Data extracted from a collection:

....

#[cfg(test)]
mod tests {
    use super::*;
    use rust_xlsxwriter::Workbook;
    use tempfile::TempDir;

    // ── Helpers ───────────────────────────────────────────────────────────────

    enum Cell<'a> {
        S(&'a str),
        N(f64),
        E,
    }
    use Cell::*;

    fn write_xlsx(
        dir: &Path,
        name: &str,
        sheet: &str,
        header: &[&str],
        rows: &[Vec<Cell>],
    ) -> PathBuf {
        let path = dir.join(name);
        let mut workbook = Workbook::new();
        let ws = workbook.add_worksheet();
        ws.set_name(sheet).unwrap();
        for (c, h) in header.iter().enumerate() {
            ws.write_string(0, c as u16, *h).unwrap();
        }
        for (r, row) in rows.iter().enumerate() {
            for (c, cell) in row.iter().enumerate() {
                let (r, c) = (r as u32 + 1, c as u16);
                match cell {
                    S(s) => {
                        ws.write_string(r, c, *s).unwrap();
                    }
                    N(n) => {
                        ws.write_number(r, c, *n).unwrap();
                    }
                    E => {}
                }
            }
        }
        workbook.save(&path).unwrap();
        path
    }

    fn header(names: &[&str]) -> Vec<String> {
        names.iter().map(|s| s.to_string()).collect()
    }

    fn s(v: &str) -> CellValue {
        CellValue::String(v.to_string())
    }

    // ── parse_rows ────────────────────────────────────────────────────────────

    #[test]
    fn headers_are_trimmed_and_units_default_to_one() {
        let ds = parse_rows(
            &header(&[" Mois saisie ", "Annee saisie  ", " PRODUIT"]),
            vec![vec![CellValue::Integer(3), CellValue::Integer(2020), s("A")]],
            &ColumnNames::default(),
        )
        .unwrap();
        assert_eq!(ds.len(), 1);
        let r = &ds.records[0];
        assert_eq!(r.month, Some(3));
        assert_eq!(r.year, Some(2020));
        assert_eq!(r.product.as_deref(), Some("A"));
        assert_eq!(r.units, 1.0);
        assert!(ds.columns.product);
        assert!(!ds.columns.class);
        assert!(!ds.columns.units);
    }

    #[test]
    fn numeric_month_column_wins_over_long() {
        let ds = parse_rows(
            &header(&["Mois saisie", "Mois saisie long", "Annee saisie"]),
            vec![vec![s("Mars"), s("03 - Mars"), CellValue::Float(2020.0)]],
            &ColumnNames::default(),
        )
        .unwrap();
        // Numeric coercion of "Mars" fails; the long column is not consulted.
        assert_eq!(ds.records[0].month, None);
        assert_eq!(ds.records[0].month_label, "");
    }

    #[test]
    fn long_month_column_goes_through_the_resolver() {
        let ds = parse_rows(
            &header(&["Mois saisie long", "Annee saisie"]),
            vec![
                vec![s("Février"), CellValue::Integer(2020)],
                vec![s("11 - Novembre"), CellValue::Integer(2020)],
            ],
            &ColumnNames::default(),
        )
        .unwrap();
        let months: Vec<_> = ds.records.iter().map(|r| r.month).collect();
        assert_eq!(months, vec![Some(2), Some(11)]);
        assert_eq!(ds.records[1].month_label, "11 - Nov");
    }

    #[test]
    fn explicit_units_and_blank_units() {
        let ds = parse_rows(
            &header(&["Mois saisie", "Annee saisie", "un"]),
            vec![
                vec![CellValue::Integer(1), CellValue::Integer(2020), CellValue::Float(4.0)],
                vec![CellValue::Integer(1), CellValue::Integer(2020), CellValue::Null],
            ],
            &ColumnNames::default(),
        )
        .unwrap();
        assert!(ds.columns.units);
        assert_eq!(ds.records[0].units, 4.0);
        assert_eq!(ds.records[1].units, 0.0);
    }

    #[test]
    fn empty_rows_are_skipped_and_blank_years_kept() {
        let ds = parse_rows(
            &header(&["Mois saisie", "Annee saisie"]),
            vec![
                vec![CellValue::Null, CellValue::Null],
                vec![CellValue::Integer(5), CellValue::Null],
            ],
            &ColumnNames::default(),
        )
        .unwrap();
        assert_eq!(ds.len(), 1);
        assert_eq!(ds.records[0].year, None);
    }

    #[test]
    fn missing_required_columns() {
        let names = ColumnNames::default();
        let err = parse_rows(&header(&["Mois saisie"]), Vec::new(), &names).unwrap_err();
        assert!(matches!(err, LoadError::MissingColumn(ref c) if c == "Annee saisie"));

        let err = parse_rows(&header(&["Annee saisie"]), Vec::new(), &names).unwrap_err();
        assert!(matches!(err, LoadError::MissingColumn(_)));
    }

    #[test]
    fn invalid_year_is_fatal() {
        let err = parse_rows(
            &header(&["Mois saisie", "Annee saisie"]),
            vec![vec![CellValue::Integer(1), s("deux mille")]],
            &ColumnNames::default(),
        )
        .unwrap_err();
        assert!(matches!(err, LoadError::InvalidYear { row: 2, .. }));
    }

    // ── load_workbook ─────────────────────────────────────────────────────────

    #[test]
    fn reads_a_real_workbook() {
        let dir = TempDir::new().unwrap();
        let path = write_xlsx(
            dir.path(),
            "resil.xlsx",
            "Sheet1",
            &["Mois saisie long", "Annee saisie", "PRODUIT", "CLASSE_CLIENT", "DV"],
            &[
                vec![S("Janvier"), N(2020.0), S("A"), S("3*"), S("Nord")],
                vec![S("02 - Fev"), N(2021.0), N(7.0), E, S("Sud")],
            ],
        );
        let ds = load_workbook(&path, "Sheet1", &ColumnNames::default()).unwrap();
        assert_eq!(ds.len(), 2);
        assert_eq!(ds.records[0].month, Some(1));
        assert_eq!(ds.records[1].month, Some(2));
        assert_eq!(ds.records[1].product.as_deref(), Some("7"));
        assert_eq!(ds.records[1].class, None);
        assert!(ds.columns.class && ds.columns.division);
        assert_eq!(ds.dimensions().years, vec![2020, 2021]);
    }

    #[test]
    fn missing_sheet_and_missing_file() {
        let dir = TempDir::new().unwrap();
        let path = write_xlsx(dir.path(), "a.xlsx", "Autre", &["Mois saisie", "Annee saisie"], &[]);
        let err = load_workbook(&path, "Sheet1", &ColumnNames::default()).unwrap_err();
        assert!(matches!(err, LoadError::Sheet { .. }));

        let absent = dir.path().join("absent.xlsx");
        let err = load_workbook(&absent, "Sheet1", &ColumnNames::default()).unwrap_err();
        assert!(matches!(err, LoadError::Open { .. }));
    }

    #[test]
    fn rejects_other_formats() {
        let names = ColumnNames::default();
        let err = load_workbook(Path::new("data.csv"), "Sheet1", &names).unwrap_err();
        assert!(matches!(err, LoadError::UnsupportedExtension(ref e) if e == "csv"));

        let err = load_workbook(Path::new("macros.xlsm"), "Sheet1", &names).unwrap_err();
        assert!(matches!(err, LoadError::UnsupportedExtension(ref e) if e == "xlsm"));
    }

    // ── LoadCache ─────────────────────────────────────────────────────────────

    #[test]
    fn cache_serves_repeat_loads_without_rereading() {
        let dir = TempDir::new().unwrap();
        let path = write_xlsx(
            dir.path(),
            "c.xlsx",
            "Sheet1",
            &["Mois saisie", "Annee saisie"],
            &[vec![N(1.0), N(2020.0)]],
        );
        let cache = LoadCache::new();
        let key = SourceKey::new(&path, "Sheet1");
        let first = cache.get_or_load(&key, &ColumnNames::default()).unwrap();

        // The file is gone but the cached dataset is still served.
        std::fs::remove_file(&path).unwrap();
        let second = cache.get_or_load(&key, &ColumnNames::default()).unwrap();
        assert!(Arc::ptr_eq(&first, &second));
        assert_eq!(cache.len(), 1);

        assert!(cache.invalidate(&key));
        assert!(cache.get_or_load(&key, &ColumnNames::default()).is_err());
        assert!(cache.is_empty());
    }

    #[test]
    fn cache_keys_include_the_sheet() {
        let dir = TempDir::new().unwrap();
        let path = write_xlsx(
            dir.path(),
            "k.xlsx",
            "Sheet1",
            &["Mois saisie", "Annee saisie"],
            &[vec![N(1.0), N(2020.0)]],
        );
        let cache = LoadCache::new();
        let names = ColumnNames::default();
        assert!(cache.get_or_load(&SourceKey::new(&path, "Sheet1"), &names).is_ok());
        assert!(cache.get_or_load(&SourceKey::new(&path, "Sheet2"), &names).is_err());
        assert_eq!(cache.len(), 1);
        cache.clear();
        assert!(cache.is_empty());
    }
}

....

**Required action**
Give back the opening line of the records above and every line after it, up to and including the one with "for (c, h) in", unchanged.

**Result of this task**
#[cfg(test)]
mod tests {
    use super::*;
    use rust_xlsxwriter::Workbook;
    use tempfile::TempDir;

    // ── Helpers ───────────────────────────────────────────────────────────────

    enum Cell<'a> {
        S(&'a str),
        N(f64),
        E,
    }
    use Cell::*;

    fn write_xlsx(
        dir: &Path,
        name: &str,
        sheet: &str,
        header: &[&str],
        rows: &[Vec<Cell>],
    ) -> PathBuf {
        let path = dir.join(name);
        let mut workbook = Workbook::new();
        let ws = workbook.add_worksheet();
        ws.set_name(sheet).unwrap();
        for (c, h) in header.iter().enumerate() {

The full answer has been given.